A gel can be considered as a solid three-dimensional network that spans the volume of a liquid medium. The network structure can result from either physical or chemical interactions, with varying degrees of stiffness.
Chemical gels include materials such as vulcanized rubbers and cured epoxy resins where the cross-links are covalent in nature. Physical gels are formed through intermolecular associations as a result of hydrogen bonding, Van der Waals forces or electrostatic interactions, and examples include particulate or colloidal gels, and associative polymers.

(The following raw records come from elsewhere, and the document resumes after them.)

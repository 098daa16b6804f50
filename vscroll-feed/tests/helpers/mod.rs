//! Test doubles for feed controller integration tests
//!
//! - ScriptedLoader: readiness probes resolve when the test says so
//! - FakePlayers: players that record every transport call
//! - NotifyCounter: counts completion/error notifications per item
//!
//! All helpers assume a current-thread runtime with a paused clock.

#![allow(dead_code)]

use std::collections::{HashMap, VecDeque};
use std::sync::Arc;
use std::time::Duration;

use futures::future::BoxFuture;
use futures::FutureExt;
use parking_lot::Mutex;
use tokio::sync::oneshot;
use vscroll_common::{PlaybackOffset, VideoId};
use vscroll_feed::error::ProbeError;
use vscroll_feed::feed::SinkFactory;
use vscroll_feed::media::{AssetLoader, MediaPlayer, PlayerFactory, PlayerItem, PreparedAsset};
use vscroll_feed::playback::PlayerEventSink;
use vscroll_feed::{FeedController, PositionStore, SessionOptions, SessionSinks};

type Gate = oneshot::Sender<Result<PreparedAsset, ProbeError>>;

/// Loader whose probes stay pending until resolved by the test
#[derive(Default)]
pub struct ScriptedLoader {
    gates: Mutex<HashMap<VideoId, VecDeque<Gate>>>,
    requests: Mutex<Vec<VideoId>>,
}

impl ScriptedLoader {
    /// Resolve the oldest pending probe for `id`
    ///
    /// Returns false if no probe is pending or it was already canceled.
    pub fn resolve(&self, id: &str, result: Result<PreparedAsset, ProbeError>) -> bool {
        let gate = self
            .gates
            .lock()
            .get_mut(&VideoId::new(id))
            .and_then(|gates| gates.pop_front());
        match gate {
            Some(gate) => gate.send(result).is_ok(),
            None => false,
        }
    }

    pub fn resolve_ready(&self, id: &str) -> bool {
        self.resolve(id, Ok(PreparedAsset::new(VideoId::new(id))))
    }

    pub fn resolve_failed(&self, id: &str, reason: &str) -> bool {
        self.resolve(
            id,
            Err(ProbeError::Unplayable {
                reason: reason.to_string(),
            }),
        )
    }

    /// Number of probes started for `id`
    pub fn request_count(&self, id: &str) -> usize {
        let id = VideoId::new(id);
        self.requests.lock().iter().filter(|r| **r == id).count()
    }
}

impl AssetLoader for ScriptedLoader {
    fn load_playable(
        &self,
        video_id: &VideoId,
    ) -> BoxFuture<'static, Result<PreparedAsset, ProbeError>> {
        let (tx, rx) = oneshot::channel();
        self.gates
            .lock()
            .entry(video_id.clone())
            .or_default()
            .push_back(tx);
        self.requests.lock().push(video_id.clone());
        async move { rx.await.unwrap_or(Err(ProbeError::Canceled)) }.boxed()
    }
}

/// Transport call observed by a fake player
#[derive(Debug, Clone, PartialEq)]
pub enum Call {
    Attach,
    Detach,
    Play,
    Pause,
    Seek(f64),
    CancelLoading,
}

#[derive(Default)]
struct PlayerLog {
    calls: Vec<Call>,
    position: f64,
    sink: Option<PlayerEventSink>,
}

/// Test-side view of one fake player
#[derive(Clone, Default)]
pub struct PlayerProbe {
    log: Arc<Mutex<PlayerLog>>,
}

impl PlayerProbe {
    pub fn calls(&self) -> Vec<Call> {
        self.log.lock().calls.clone()
    }

    pub fn clear(&self) {
        self.log.lock().calls.clear();
    }

    /// Move the playback clock without recording a call
    pub fn set_position(&self, secs: f64) {
        self.log.lock().position = secs;
    }

    /// Event sink of the currently attached item
    pub fn sink(&self) -> Option<PlayerEventSink> {
        self.log.lock().sink.clone()
    }

    /// Calls made after the most recent attach, attach included
    pub fn calls_since_attach(&self) -> Vec<Call> {
        let calls = self.calls();
        match calls.iter().rposition(|c| *c == Call::Attach) {
            Some(start) => calls[start..].to_vec(),
            None => Vec::new(),
        }
    }
}

struct FakePlayer {
    probe: PlayerProbe,
}

impl MediaPlayer for FakePlayer {
    fn replace_current_item(&mut self, item: Option<PlayerItem>) {
        let mut log = self.probe.log.lock();
        match item {
            Some(item) => {
                log.calls.push(Call::Attach);
                log.sink = Some(item.events);
            }
            None => {
                log.calls.push(Call::Detach);
                log.sink = None;
            }
        }
    }

    fn rebind_events(&mut self, events: PlayerEventSink) {
        let mut log = self.probe.log.lock();
        if log.sink.is_some() {
            log.sink = Some(events);
        }
    }

    fn play(&mut self) {
        self.probe.log.lock().calls.push(Call::Play);
    }

    fn pause(&mut self) {
        self.probe.log.lock().calls.push(Call::Pause);
    }

    fn seek(&mut self, offset: PlaybackOffset) {
        let mut log = self.probe.log.lock();
        log.calls.push(Call::Seek(offset.as_secs()));
        log.position = offset.as_secs();
    }

    fn current_time(&self) -> PlaybackOffset {
        PlaybackOffset::from_secs(self.probe.log.lock().position)
    }

    fn cancel_loading(&mut self) {
        self.probe.log.lock().calls.push(Call::CancelLoading);
    }
}

/// Player factory that keeps a probe for every player it creates
#[derive(Clone, Default)]
pub struct FakePlayers {
    created: Arc<Mutex<Vec<(VideoId, PlayerProbe)>>>,
}

impl FakePlayers {
    /// Most recently created player for `id`
    pub fn latest(&self, id: &str) -> PlayerProbe {
        let id = VideoId::new(id);
        self.created
            .lock()
            .iter()
            .rev()
            .find(|(v, _)| *v == id)
            .map(|(_, probe)| probe.clone())
            .expect("no player created for id")
    }

    pub fn created_count(&self) -> usize {
        self.created.lock().len()
    }
}

impl PlayerFactory for FakePlayers {
    fn create(&self, video_id: &VideoId) -> Box<dyn MediaPlayer> {
        let probe = PlayerProbe::default();
        self.created.lock().push((video_id.clone(), probe.clone()));
        Box::new(FakePlayer { probe })
    }
}

/// Completion and error counts per feed index
#[derive(Clone, Default)]
pub struct NotifyCounter {
    counts: Arc<Mutex<HashMap<usize, (usize, usize)>>>,
}

impl NotifyCounter {
    pub fn completed(&self, index: usize) -> usize {
        self.counts.lock().get(&index).map_or(0, |c| c.0)
    }

    pub fn errors(&self, index: usize) -> usize {
        self.counts.lock().get(&index).map_or(0, |c| c.1)
    }

    pub fn sink_factory(&self) -> SinkFactory {
        let counts = Arc::clone(&self.counts);
        Box::new(move |index: usize, _video_id: &VideoId| {
            let on_completed = Arc::clone(&counts);
            let on_error = Arc::clone(&counts);
            SessionSinks::new(
                move || on_completed.lock().entry(index).or_default().0 += 1,
                move || on_error.lock().entry(index).or_default().1 += 1,
            )
        })
    }
}

/// Everything a controller test needs
pub struct Harness {
    pub controller: FeedController,
    pub loader: Arc<ScriptedLoader>,
    pub players: FakePlayers,
    pub notify: NotifyCounter,
    pub store: Arc<PositionStore>,
}

/// Options used unless a test overrides them
pub fn test_options() -> SessionOptions {
    SessionOptions {
        tick_interval: Duration::from_secs(1),
        autoplay_on_ready: true,
        tap_to_replay: true,
        probe_timeout: Duration::from_secs(3600),
    }
}

pub fn harness(ids: &[&str]) -> Harness {
    harness_with(ids, test_options())
}

pub fn harness_with(ids: &[&str], options: SessionOptions) -> Harness {
    let loader = Arc::new(ScriptedLoader::default());
    let players = FakePlayers::default();
    let notify = NotifyCounter::default();
    let store = Arc::new(PositionStore::new());
    let items = ids.iter().map(|id| VideoId::new(*id)).collect();

    let controller = FeedController::new(
        items,
        Arc::clone(&store),
        loader.clone(),
        Arc::new(players.clone()),
        options,
    )
    .with_sinks(notify.sink_factory());

    Harness {
        controller,
        loader,
        players,
        notify,
        store,
    }
}

/// Let every spawned task run until the runtime is idle
pub async fn settle() {
    tokio::time::sleep(Duration::from_millis(1)).await;
}

impl Harness {
    /// Run background tasks, then apply whatever they delivered
    pub async fn pump(&mut self) -> usize {
        settle().await;
        self.controller.process_pending()
    }

    /// Advance the paused clock by `secs` seconds, applying signals as they arrive
    pub async fn advance_secs(&mut self, secs: u64) {
        for _ in 0..secs {
            tokio::time::sleep(Duration::from_secs(1)).await;
            self.pump().await;
        }
    }

    /// Activate `index` and resolve its probe Ready
    pub async fn activate_ready(&mut self, index: usize, id: &str) {
        assert!(self.controller.activate(index).unwrap());
        settle().await;
        assert!(self.loader.resolve_ready(id));
        self.pump().await;
    }

    pub fn stored(&self, id: &str) -> Option<f64> {
        self.store.get(&VideoId::new(id)).map(|o| o.as_secs())
    }
}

Malvern’s range of analytical instruments and application expertise can be used to
- Characterize rheological properties of the complete gelation or cure process
- Investigate gelation kinetics and mechanisms
- Control gelation through manipulation of electrostatic properties
- Monitor size and aggregation of liquid sols and micro-gel particles
Zeta potential can have a large impact on gelling behavior, with highly charged colloidal particles able to form colloidal gels, while weakly charged particles can adhere to form strong interconnected networks. Such behavior can also be significant in polymeric and surfactant gels where charge and solubility can affect the molecular conformation and degree of association.
The gelation or curing process, and the physical properties of the final gel system, can be fully characterized by rheological measurements. Particle size and aggregation behavior of sols and micro-gel particles can be determined through light scattering techniques.